Technology and Music

Technology and Music

Technology, as we know it, doesn’t play a massive part in our musical experience, but it is involved more than we realize. Technology is involved in the construction of concert halls, the recording of broadcast music, and also the design and reinforcement of musical instruments.

Technology came to use very early on in the music world. In 1877, Thomas Edison invented the crude cylinder phonograph. By the end of the 19th century, companies from the US and England were already manufacturing disc recording of music. Technology created a vital thing: The preservation of music performances. The tape recorder, invented half a century later, made performances not only preserved but alterable. It allowed the possibility to edit music: Fragmented, combined, distorted, and even changing the key and speed of a recording. Hal Freedman’s composition, Ring Precis, an eighteen-hour recording from the mid-’70s, is an excellent example of this invention. His tape was broken up into three parts, played simultaneously, and compressed into a 3-minute piece. Today, electronic technology has contributed to almost every part of the music experience we witness, which means we rarely listen to unaltered music. Recording technology has urged us to reconsider completely unchanged music. It is unreasonable to expect a record to be 100% pure and unedited. Scores these days infrequently show an indication of manipulated variables, meaning recordings are often entirely different from the original.
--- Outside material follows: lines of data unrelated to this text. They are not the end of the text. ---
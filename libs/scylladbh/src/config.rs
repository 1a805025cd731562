#[cfg(feature = "config")]
use core_config::{ConfigError, FromEnv, env_optional, env_parse, env_required};
use serde::{Deserialize, Serialize};
use std::fmt;
use std::net::{IpAddr, SocketAddr};
use std::path::Path;
use std::time::Duration;

use crate::consistency::Consistency;
use crate::error::{ScyllaError, ScyllaResult};

/// Native CQL port, used when neither the node nor the configuration names one
pub const DEFAULT_PORT: u16 = 9042;

/// The only CQL protocol version the driver negotiates
pub const DEFAULT_PROTO_VERSION: u8 = 4;

/// ScyllaDB/Cassandra connection configuration
///
/// Every field is optional: zero values and empty strings mean "leave the
/// driver default alone". Only `nodes` must be non-empty to open a session.
///
/// Files use camelCase keys and human-readable durations:
///
/// ```toml
/// nodes = ["node1", "node2:19043"]
/// port = 19042
/// keyspace = "test"
/// username = "cassandra"
/// password = "secret"
/// numConnections = 5
/// reconnectInterval = "10s"
/// timeout = "2s"
/// consistency = "localQuorum"
/// ```
#[derive(Clone, Default, PartialEq, Eq, Serialize, Deserialize)]
#[serde(default, rename_all = "camelCase")]
pub struct Configuration {
    /// Host names, IP addresses or `host:port` pairs (container names in docker mode)
    #[serde(skip_serializing_if = "Vec::is_empty")]
    pub nodes: Vec<String>,

    /// Port applied to nodes that do not carry one
    #[serde(skip_serializing_if = "is_zero_u16")]
    pub port: u16,

    /// Connections per host
    #[serde(skip_serializing_if = "is_zero_usize")]
    pub num_connections: usize,

    /// How often the driver refreshes cluster metadata and retries lost nodes
    #[serde(with = "crate::duration", skip_serializing_if = "Option::is_none")]
    pub reconnect_interval: Option<Duration>,

    #[serde(skip_serializing_if = "String::is_empty")]
    pub keyspace: String,

    #[serde(skip_serializing_if = "String::is_empty")]
    pub username: String,

    #[serde(skip_serializing_if = "String::is_empty")]
    pub password: String,

    /// Requested CQL protocol version (0 = default)
    #[serde(skip_serializing_if = "is_zero_u8")]
    pub proto_version: u8,

    /// Connect timeout, also used as the default request timeout
    #[serde(with = "crate::duration", skip_serializing_if = "Option::is_none")]
    pub timeout: Option<Duration>,

    /// Default consistency; blank values keep the driver default
    #[serde(
        deserialize_with = "crate::consistency::deserialize_optional",
        skip_serializing_if = "Option::is_none"
    )]
    pub consistency: Option<Consistency>,
}

fn is_zero_u8(v: &u8) -> bool {
    *v == 0
}

fn is_zero_u16(v: &u16) -> bool {
    *v == 0
}

fn is_zero_usize(v: &usize) -> bool {
    *v == 0
}

impl Configuration {
    /// Create a configuration for the given nodes with everything else unset
    ///
    /// # Example
    /// ```
    /// use scylladbh::Configuration;
    ///
    /// let config = Configuration::new(vec!["127.0.0.1"]).with_keyspace("app");
    /// assert_eq!(config.contact_points(), vec!["127.0.0.1:9042"]);
    /// ```
    pub fn new<S: Into<String>>(nodes: Vec<S>) -> Self {
        Self {
            nodes: nodes.into_iter().map(Into::into).collect(),
            ..Self::default()
        }
    }

    pub fn with_port(mut self, port: u16) -> Self {
        self.port = port;
        self
    }

    pub fn with_keyspace(mut self, keyspace: impl Into<String>) -> Self {
        self.keyspace = keyspace.into();
        self
    }

    /// Set authentication credentials
    pub fn with_credentials(
        mut self,
        username: impl Into<String>,
        password: impl Into<String>,
    ) -> Self {
        self.username = username.into();
        self.password = password.into();
        self
    }

    pub fn with_num_connections(mut self, count: usize) -> Self {
        self.num_connections = count;
        self
    }

    pub fn with_reconnect_interval(mut self, interval: Duration) -> Self {
        self.reconnect_interval = Some(interval);
        self
    }

    pub fn with_proto_version(mut self, version: u8) -> Self {
        self.proto_version = version;
        self
    }

    pub fn with_timeout(mut self, timeout: Duration) -> Self {
        self.timeout = Some(timeout);
        self
    }

    pub fn with_consistency(mut self, consistency: Consistency) -> Self {
        self.consistency = Some(consistency);
        self
    }

    /// Check the preconditions for opening a session
    pub fn validate(&self) -> ScyllaResult<()> {
        if self.nodes.iter().all(|n| n.trim().is_empty()) {
            return Err(ScyllaError::NoNodes);
        }
        Ok(())
    }

    pub fn effective_port(&self) -> u16 {
        if self.port == 0 { DEFAULT_PORT } else { self.port }
    }

    pub fn effective_proto_version(&self) -> u8 {
        if self.proto_version == 0 {
            DEFAULT_PROTO_VERSION
        } else {
            self.proto_version
        }
    }

    /// Nodes as `host:port` pairs; blank entries are skipped
    pub fn contact_points(&self) -> Vec<String> {
        let port = self.effective_port();
        self.nodes
            .iter()
            .map(|n| n.trim())
            .filter(|n| !n.is_empty())
            .map(|n| with_port(n, port))
            .collect()
    }

    pub fn keyspace(&self) -> Option<&str> {
        Some(self.keyspace.as_str()).filter(|k| !k.is_empty())
    }

    /// Username and password, present only when a username is configured
    pub fn credentials(&self) -> Option<(&str, &str)> {
        if self.username.is_empty() {
            None
        } else {
            Some((self.username.as_str(), self.password.as_str()))
        }
    }

    pub fn from_toml_str(raw: &str) -> ScyllaResult<Self> {
        toml::from_str(raw).map_err(|e| ScyllaError::InvalidConfig(e.to_string()))
    }

    pub fn from_json_str(raw: &str) -> ScyllaResult<Self> {
        serde_json::from_str(raw).map_err(|e| ScyllaError::InvalidConfig(e.to_string()))
    }

    /// Load a configuration file, picking the format from its extension (`.toml` or `.json`)
    pub fn from_file(path: impl AsRef<Path>) -> ScyllaResult<Self> {
        let path = path.as_ref();
        let raw = std::fs::read_to_string(path).map_err(|e| {
            ScyllaError::InvalidConfig(format!("cannot read {}: {}", path.display(), e))
        })?;

        match path.extension().and_then(|e| e.to_str()) {
            Some(ext) if ext.eq_ignore_ascii_case("toml") => Self::from_toml_str(&raw),
            Some(ext) if ext.eq_ignore_ascii_case("json") => Self::from_json_str(&raw),
            _ => Err(ScyllaError::InvalidConfig(format!(
                "unsupported configuration format: {}",
                path.display()
            ))),
        }
    }
}

fn with_port(node: &str, port: u16) -> String {
    if node.parse::<SocketAddr>().is_ok() {
        return node.to_string();
    }

    if let Ok(IpAddr::V6(ip)) = node.parse::<IpAddr>() {
        return format!("[{ip}]:{port}");
    }

    match node.rsplit_once(':') {
        Some((host, p)) if !host.contains(':') && p.parse::<u16>().is_ok() => node.to_string(),
        _ => format!("{node}:{port}"),
    }
}

impl fmt::Debug for Configuration {
    fn fmt(&self, f: &mut fmt::Formatter<'_>) -> fmt::Result {
        f.debug_struct("Configuration")
            .field("nodes", &self.nodes)
            .field("port", &self.port)
            .field("num_connections", &self.num_connections)
            .field("reconnect_interval", &self.reconnect_interval)
            .field("keyspace", &self.keyspace)
            .field("username", &self.username)
            .field("password", &if self.password.is_empty() { "" } else { "***" })
            .field("proto_version", &self.proto_version)
            .field("timeout", &self.timeout)
            .field("consistency", &self.consistency)
            .finish()
    }
}

/// Load Configuration from environment variables
///
/// Environment variables:
/// - `SCYLLA_NODES` (required) - Comma-separated list of nodes
/// - `SCYLLA_PORT` (optional) - Port for nodes without one
/// - `SCYLLA_NUM_CONNECTIONS` (optional) - Connections per host
/// - `SCYLLA_RECONNECT_INTERVAL` (optional) - e.g. "10s"
/// - `SCYLLA_KEYSPACE` (optional)
/// - `SCYLLA_USERNAME` / `SCYLLA_PASSWORD` (optional)
/// - `SCYLLA_PROTO_VERSION` (optional)
/// - `SCYLLA_TIMEOUT` (optional) - e.g. "2s"
/// - `SCYLLA_CONSISTENCY` (optional) - e.g. "localQuorum"
#[cfg(feature = "config")]
impl FromEnv for Configuration {
    fn from_env() -> Result<Self, ConfigError> {
        let nodes: Vec<String> = env_required("SCYLLA_NODES")?
            .split(',')
            .map(|s| s.trim().to_string())
            .filter(|s| !s.is_empty())
            .collect();

        if nodes.is_empty() {
            return Err(ConfigError::ParseError {
                key: "SCYLLA_NODES".to_string(),
                details: "No valid nodes provided".to_string(),
            });
        }

        Ok(Self {
            nodes,
            port: env_parse("SCYLLA_PORT", 0)?,
            num_connections: env_parse("SCYLLA_NUM_CONNECTIONS", 0)?,
            reconnect_interval: env_duration("SCYLLA_RECONNECT_INTERVAL")?,
            keyspace: env_optional("SCYLLA_KEYSPACE").unwrap_or_default(),
            username: env_optional("SCYLLA_USERNAME").unwrap_or_default(),
            password: env_optional("SCYLLA_PASSWORD").unwrap_or_default(),
            proto_version: env_parse("SCYLLA_PROTO_VERSION", 0)?,
            timeout: env_duration("SCYLLA_TIMEOUT")?,
            consistency: env_optional("SCYLLA_CONSISTENCY").and_then(|c| Consistency::from_config(&c)),
        })
    }
}

#[cfg(feature = "config")]
fn env_duration(key: &str) -> Result<Option<Duration>, ConfigError> {
    match env_optional(key) {
        Some(raw) => crate::duration::parse(&raw).map_err(|e| ConfigError::ParseError {
            key: key.to_string(),
            details: e.to_string(),
        }),
        None => Ok(None),
    }
}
According to music theorist Walter Everett, from his experience of the Beatles and their song Strawberry Fields Forever,

“two versions were done. It was originally scored for the Beatles and flutes, and recorded in the key of A at a tempo of about 92 beats per minute. After listening to the lacquers, Lennon decided it sounded ‘too heavy’ and wanted it rescored and performed faster. A second version, with trumpets and cellos, was recorded in the key of B-flat at about 102 beats per minute. Lennon liked the beginning of the first version and the ending of the second, and asked the engineer to splice them together. When the speeds of both tapes were adjusted to match the pitch, the tempos of both were fortuitously the same at 96 beats per minute. The two portions were edited together. . . . This procedure gives Lennon’s vocals an unreal, dreamlike timbre, especially in the second, slowed-down portion of the song.”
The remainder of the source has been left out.